I picked up the mail and found a package of hand-harvested wild rice from Amy Armantrout which the five of us later ate atop steaming bowls of stir fry garnished with daikon steaks from our garden.

Joe’s birthday was coming up on December 4, so I baked a cherry pie and we sang to him.

Jim and Camille at the Raleigh Executive Airport

Later, after Joe returned to California, Jim, Kathryn, and I visited the Raleigh Executive Airport. Jim seemed to know each model plane by sight and was savvy enough to look up them up online. “That’s a 1957 Piper Cub,” he’d say, or “That’s just like the plane I used to fly.”
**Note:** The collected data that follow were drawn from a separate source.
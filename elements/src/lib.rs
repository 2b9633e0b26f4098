// Copyright (c) 2025 Steven Rosenthal smr@dt3.org
// See LICENSE file in root directory for license terms.

pub mod astro_util;
pub mod camera_trait;
pub mod coords;
pub mod errors;
pub mod mount_trait;
pub mod solver_trait;
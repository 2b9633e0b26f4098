// Copyright (c) 2025 Steven Rosenthal smr@dt3.org
// See LICENSE file in root directory for license terms.

use std::path::{Path, PathBuf};
use std::time::{Duration, SystemTime};

use async_trait::async_trait;
use canonical_error::{CanonicalError, failed_precondition_error,
                      invalid_argument_error, unavailable_error};
use image::ImageReader;
use log::{debug, info};

use cedar_goto_elements::camera_trait::{CapturedImage, ConfigureStatus,
                                        DeviceHandle, ExposureRequest,
                                        ImagingDevice};
use cedar_goto_elements::errors::DeviceError;

const IMAGE_EXTENSIONS: [&str; 6] = ["png", "jpg", "jpeg", "tif", "tiff", "bmp"];

// Camera stand-in that replays previously recorded frames from a directory,
// in file name order, wrapping around at the end. Useful for exercising a
// solver against real sky images without hardware.
pub struct ImageFileCamera {
    dir: PathBuf,
    files: Vec<PathBuf>,
    next_file: usize,
    frame_id: u64,
    exposure_duration: Duration,
    connected: bool,
}

impl ImageFileCamera {
    pub fn new(dir: impl Into<PathBuf>) -> Self {
        ImageFileCamera {
            dir: dir.into(),
            files: vec![],
            next_file: 0,
            frame_id: 0,
            exposure_duration: Duration::ZERO,
            connected: false,
        }
    }

    fn list_images(dir: &Path) -> Result<Vec<PathBuf>, CanonicalError> {
        let entries = match std::fs::read_dir(dir) {
            Ok(entries) => entries,
            Err(e) => {
                return Err(unavailable_error(
                    format!("Cannot read {:?}: {:?}", dir, e).as_str()));
            }
        };
        let mut files: Vec<PathBuf> = entries
            .filter_map(|entry| entry.ok().map(|e| e.path()))
            .filter(|path| {
                path.extension()
                    .and_then(|ext| ext.to_str())
                    .is_some_and(|ext| IMAGE_EXTENSIONS.contains(
                        &ext.to_ascii_lowercase().as_str()))
            })
            .collect();
        if files.is_empty() {
            return Err(invalid_argument_error(
                format!("No image files in {:?}", dir).as_str()));
        }
        files.sort();
        Ok(files)
    }

    fn load(path: &Path) -> Result<image::DynamicImage, CanonicalError> {
        let reader = match ImageReader::open(path) {
            Ok(reader) => reader,
            Err(e) => {
                return Err(unavailable_error(
                    format!("Cannot open {:?}: {:?}", path, e).as_str()));
            }
        };
        match reader.decode() {
            Ok(image) => Ok(image),
            Err(e) => Err(unavailable_error(
                format!("Cannot decode {:?}: {:?}", path, e).as_str())),
        }
    }
}

#[async_trait]
impl ImagingDevice for ImageFileCamera {
    async fn connect(&mut self) -> Result<DeviceHandle, DeviceError> {
        self.files = Self::list_images(&self.dir)?;
        self.next_file = 0;
        self.connected = true;
        info!("Replaying {} image(s) from {:?}", self.files.len(), self.dir);
        Ok(DeviceHandle{name: "image-files".to_string(),
                        description: format!("{}", self.dir.display())})
    }

    async fn configure(&mut self, request: &ExposureRequest)
                       -> Result<ConfigureStatus, DeviceError> {
        if !self.connected {
            return Err(DeviceError::NotConnected);
        }
        self.exposure_duration = request.exposure_duration;
        if request.gain.is_some() {
            return Ok(ConfigureStatus::PartiallyApplied{
                unsupported: vec!["gain".to_string()]});
        }
        Ok(ConfigureStatus::Applied)
    }

    async fn capture(&mut self) -> Result<CapturedImage, DeviceError> {
        if !self.connected {
            return Err(failed_precondition_error("Camera not connected").into());
        }
        let start = SystemTime::now();
        tokio::time::sleep(self.exposure_duration).await;

        let path = self.files[self.next_file].clone();
        self.next_file = (self.next_file + 1) % self.files.len();
        let image = match tokio::task::spawn_blocking(move || Self::load(&path)).await {
            Ok(result) => result?,
            Err(e) => return Err(DeviceError::HardwareFault(format!("{:?}", e))),
        };
        self.frame_id += 1;
        debug!("Frame {} from image file", self.frame_id);
        Ok(CapturedImage {
            image,
            frame_id: self.frame_id,
            // Mid-exposure.
            timestamp: start + self.exposure_duration / 2,
            exposure: self.exposure_duration,
        })
    }

    async fn disconnect(&mut self) -> Result<(), DeviceError> {
        self.connected = false;
        Ok(())
    }
}

#[cfg(test)]
mod tests {
    use image::GrayImage;

    use super::*;

    fn write_images(dir: &Path) {
        GrayImage::new(8, 6).save(dir.join("b.png")).unwrap();
        GrayImage::new(4, 3).save(dir.join("a.png")).unwrap();
        std::fs::write(dir.join("notes.txt"), "not an image").unwrap();
    }

    #[tokio::test]
    async fn test_replay_in_order() {
        let dir = tempfile::tempdir().unwrap();
        write_images(dir.path());
        let mut camera = ImageFileCamera::new(dir.path());
        camera.connect().await.unwrap();
        let status = camera.configure(&ExposureRequest{
            exposure_duration: Duration::from_millis(1), gain: None}).await;
        assert_eq!(status, Ok(ConfigureStatus::Applied));

        let first = camera.capture().await.unwrap();
        let second = camera.capture().await.unwrap();
        let third = camera.capture().await.unwrap();
        assert_eq!((first.width(), first.height()), (4, 3));
        assert_eq!((second.width(), second.height()), (8, 6));
        assert_eq!((third.width(), third.height()), (4, 3));
        assert_eq!(third.frame_id, 3);
        camera.disconnect().await.unwrap();
        assert_eq!(camera.capture().await.unwrap_err(), DeviceError::NotConnected);
    }

    #[tokio::test]
    async fn test_gain_unsupported() {
        let dir = tempfile::tempdir().unwrap();
        write_images(dir.path());
        let mut camera = ImageFileCamera::new(dir.path());
        camera.connect().await.unwrap();
        let status = camera.configure(&ExposureRequest{
            exposure_duration: Duration::from_millis(1), gain: Some(100)}).await;
        assert_eq!(status, Ok(ConfigureStatus::PartiallyApplied{
            unsupported: vec!["gain".to_string()]}));
    }

    #[tokio::test]
    async fn test_empty_dir() {
        let dir = tempfile::tempdir().unwrap();
        let mut camera = ImageFileCamera::new(dir.path());
        assert!(matches!(camera.connect().await, Err(DeviceError::Rejected(_))));
        let mut missing = ImageFileCamera::new(dir.path().join("missing"));
        assert!(matches!(missing.connect().await, Err(DeviceError::HardwareFault(_))));
    }
}
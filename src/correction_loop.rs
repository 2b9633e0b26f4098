// Copyright (c) 2025 Steven Rosenthal smr@dt3.org
// See LICENSE file in root directory for license terms.

use std::fmt;
use std::sync::{Arc, Mutex};
use std::sync::atomic::{AtomicBool, AtomicU32, Ordering};
use std::time::{Duration, SystemTime};

use log::{debug, info, warn};
use tokio::time::{sleep, timeout};

use cedar_goto_elements::astro_util::{pointing_error, precess, to_horizontal};
use cedar_goto_elements::camera_trait::{CapturedImage, ConfigureStatus,
                                        ExposureRequest, ImagingDevice};
use cedar_goto_elements::coords::{EquatorialPosition, HorizontalPosition,
                                  ObserverFrame, PointingError};
use cedar_goto_elements::errors::{DeviceError, SessionError, SolveError, Stage};
use cedar_goto_elements::mount_trait::PointingDevice;
use cedar_goto_elements::solver_trait::{PlateSolver, SolveResult};

// Extra time granted to a solver beyond the timeout it was handed, before we
// stop waiting for it ourselves.
const SOLVE_GRACE: Duration = Duration::from_secs(5);

// Set by whoever wants the session to stop (e.g. a control-c handler). The
// loop looks at it before each state transition; operations already in flight
// run to completion.
#[derive(Clone, Debug, Default)]
pub struct CancelToken(Arc<AtomicBool>);

impl CancelToken {
    pub fn new() -> Self {
        CancelToken(Arc::new(AtomicBool::new(false)))
    }

    pub fn cancel(&self) {
        self.0.store(true, Ordering::Relaxed);
    }

    pub fn is_cancelled(&self) -> bool {
        self.0.load(Ordering::Relaxed)
    }
}

// Iteration count and last pointing error, as published by a running
// session. Readable after the session future is gone, e.g. when it panicked.
#[derive(Debug, Default)]
pub struct LoopProgress {
    iterations: AtomicU32,
    last_error: Mutex<Option<PointingError>>,
}

impl LoopProgress {
    pub fn iterations(&self) -> u32 {
        self.iterations.load(Ordering::Relaxed)
    }

    pub fn last_error(&self) -> Option<PointingError> {
        *self.last_error.lock().unwrap()
    }
}

// Retry, timeout and convergence policy. Immutable for a session.
#[derive(Clone, Debug)]
pub struct LoopParams {
    // Converged once target and solved position are this close (degrees).
    pub tolerance_deg: f64,

    // Capture/solve/evaluate cycles allowed before giving up.
    pub max_iterations: u32,

    // Consecutive solve failures allowed before giving up.
    pub max_solve_failures: u32,

    // Retries after a capture timeout, per iteration.
    pub max_capture_retries: u32,

    // Retries after a slew timeout, per correction.
    pub max_slew_retries: u32,

    // Solutions reporting less confidence than this count as failures.
    pub min_confidence: f64,

    // A capture must finish within exposure duration plus this margin.
    pub capture_timeout_margin: Duration,

    pub solve_timeout: Duration,
    pub slew_timeout: Duration,

    // Pause before retrying a timed out operation.
    pub retry_backoff: Duration,

    // Pause after a slew so vibrations damp out before the next exposure.
    pub settle_time: Duration,

    // Slew to the target's computed position before the first capture.
    pub initial_goto: bool,
}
That evening we hosted a small dinner party with some of our neighbors and the next morning Jim and Kathryn left before dawn to begin their twelve hour drive home.

Cards, letters, and phone calls are great ways of keeping in touch, but nothing can replace sharing time and space together. Now, when we talk on the phone and I tell Jim or Kathryn that I’m at my desk or in the garden, they have a mental image of me in that space in the same way Bob and I can picture their kitchen and yard after visiting in July.

By Camille Armantrout

Camille lives with her soul mate Bob in the back woods of central North Carolina where she hikes, gardens, cooks, and writes.